Beyond today, our grounds will have recycling bins into which students, staff and visitors can place recyclable waste. These bins have the same restrictions as the recycling bins of our households. Recycling is not a foreign concept to our students and families. Rather, we may be perplexed by the fact that we have yet to fully embrace the possibilities of recycling at the College. The willingness of students to lead our recycling program reaffirms the high degree of optimism that exists regarding the success of the new recycling bins.
The frequently asked questions below provide an overview of how you can play your part in supporting recycling at the College.
What can go in the yellow-lidded bins?
Essentially whatever you can put into your yellow-lidded bins at home:
• empty bottles and cans, hard plastics (e.g. milk bottles)
• Paper and cardboard free of food scraps attached (e.g. Melted cheese, sauce, pizza scraps).

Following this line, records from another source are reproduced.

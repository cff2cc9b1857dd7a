//! Exponential position smoothing
//!
//! Tracks one object's smoothed position and its per-frame displacement.
//! Velocity is in pixels/frame; the predictor converts to seconds with the
//! configured frame rate.

use serde::{Deserialize, Serialize};

use super::geometry::Vec2;

/// Smoothed position/velocity estimate
#[derive(Debug, Clone, Copy, PartialEq, Default, Serialize, Deserialize)]
pub struct SmoothedState {
    pub position: Vec2,
    /// Displacement between the last two smoothed samples (zero until two exist)
    pub velocity: Vec2,
    pub initialized: bool,
}

impl SmoothedState {
    /// Speed magnitude (px/frame)
    pub fn speed(&self) -> f32 {
        self.velocity.length()
    }
}

/// Exponential moving average over raw detections
#[derive(Debug, Clone)]
pub struct PositionFilter {
    alpha: f32,
    state: SmoothedState,
}

impl PositionFilter {
    pub fn new(alpha: f32) -> Self {
        Self {
            alpha,
            state: SmoothedState::default(),
        }
    }

    /// Fold one raw detection into the estimate.
    ///
    /// The first sample is taken as-is with zero velocity. Frames without a
    /// detection must not call this: the previous state is kept instead.
    pub fn update(&mut self, raw: Vec2) -> SmoothedState {
        if !self.state.initialized {
            self.state = SmoothedState {
                position: raw,
                velocity: Vec2::ZERO,
                initialized: true,
            };
            return self.state;
        }

        let prev = self.state.position;
        let smoothed = raw * self.alpha + prev * (1.0 - self.alpha);
        self.state.position = smoothed;
        self.state.velocity = smoothed - prev;
        self.state
    }

    pub fn state(&self) -> SmoothedState {
        self.state
    }

    pub fn is_initialized(&self) -> bool {
        self.state.initialized
    }

    /// Forget all history
    pub fn reset(&mut self) {
        self.state = SmoothedState::default();
    }
}

#[cfg(test)]
mod tests {
    use super::*;

    #[test]
    fn test_first_sample_passes_through() {
        let mut filter = PositionFilter::new(0.3);
        let state = filter.update(Vec2::new(120.0, 80.0));
        assert!(state.initialized);
        assert_eq!(state.position, Vec2::new(120.0, 80.0));
        assert_eq!(state.velocity, Vec2::ZERO);
    }

    #[test]
    fn test_second_sample_blends_and_sets_velocity() {
        let mut filter = PositionFilter::new(0.3);
        filter.update(Vec2::new(100.0, 100.0));
        let state = filter.update(Vec2::new(110.0, 90.0));
        assert!((state.position.x - 103.0).abs() < 1e-4);
        assert!((state.position.y - 97.0).abs() < 1e-4);
        assert!((state.velocity.x - 3.0).abs() < 1e-4);
        assert!((state.velocity.y + 3.0).abs() < 1e-4);
        assert!((state.speed() - (18.0f32).sqrt()).abs() < 1e-4);
    }

    #[test]
    fn test_geometric_convergence() {
        let alpha = 0.3;
        let mut filter = PositionFilter::new(alpha);
        filter.update(Vec2::new(0.0, 0.0));

        let target = Vec2::new(100.0, -50.0);
        for n in 1..=20 {
            let state = filter.update(target);
            let ratio = (1.0f32 - alpha).powi(n);
            let expected = Vec2::new(100.0 * (1.0 - ratio), -50.0 * (1.0 - ratio));
            assert!((state.position.x - expected.x).abs() < 1e-3, "step {}", n);
            assert!((state.position.y - expected.y).abs() < 1e-3, "step {}", n);
        }
    }

    #[test]
    fn test_occlusion_resumes_from_retained_state() {
        let mut occluded = PositionFilter::new(0.5);
        let mut steady = PositionFilter::new(0.5);
        for raw in [Vec2::new(10.0, 10.0), Vec2::new(20.0, 30.0)] {
            occluded.update(raw);
            steady.update(raw);
        }
        let held = occluded.state();
        assert_eq!(held.position, Vec2::new(15.0, 20.0));
        assert_eq!(held.velocity, Vec2::new(5.0, 10.0));

        // Gap of several frames with no detection, then the puck reappears
        for _ in 0..5 {
            assert_eq!(occluded.state(), held);
        }
        let resumed = occluded.update(Vec2::new(25.0, 40.0));
        let reference = steady.update(Vec2::new(25.0, 40.0));

        assert_eq!(resumed.position, Vec2::new(20.0, 30.0));
        // One frame of displacement, not the gap length times the speed
        assert_eq!(resumed.velocity, Vec2::new(5.0, 10.0));
        assert_eq!(resumed.position.x.to_bits(), reference.position.x.to_bits());
        assert_eq!(resumed.position.y.to_bits(), reference.position.y.to_bits());
        assert_eq!(resumed.velocity.y.to_bits(), reference.velocity.y.to_bits());
    }

    #[test]
    fn test_reset() {
        let mut filter = PositionFilter::new(0.5);
        filter.update(Vec2::new(1.0, 1.0));
        filter.reset();
        assert!(!filter.is_initialized());
        let state = filter.update(Vec2::new(7.0, 7.0));
        assert_eq!(state.position, Vec2::new(7.0, 7.0));
    }
}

What CAN’T go in the yellow-lidded bins?
• Wax coated cardboard and paper
• pizza boxes, disposable coffee cups
• soft plastic wrappings (chip packets, glad wrap)
• food scraps, garden waste, mixed material items.
What can go in the blue-lidded bins?
• Paper and cardboard
How can I help?
• Talk to your son at home. Continue the growing conversation around waste.
• Have your son take the bins out at home.
• Try nude foods to embrace a waste-free lunch.
Next week, our Years 5, 6 and 7 students are invited to participate in the Wrap Free Lunch initiative to further a commitment to sustainable practices. A prize draw will be available to students who present their lunchboxes free of plastic wrapping or packaging to staff at morning tea from Monday to Friday.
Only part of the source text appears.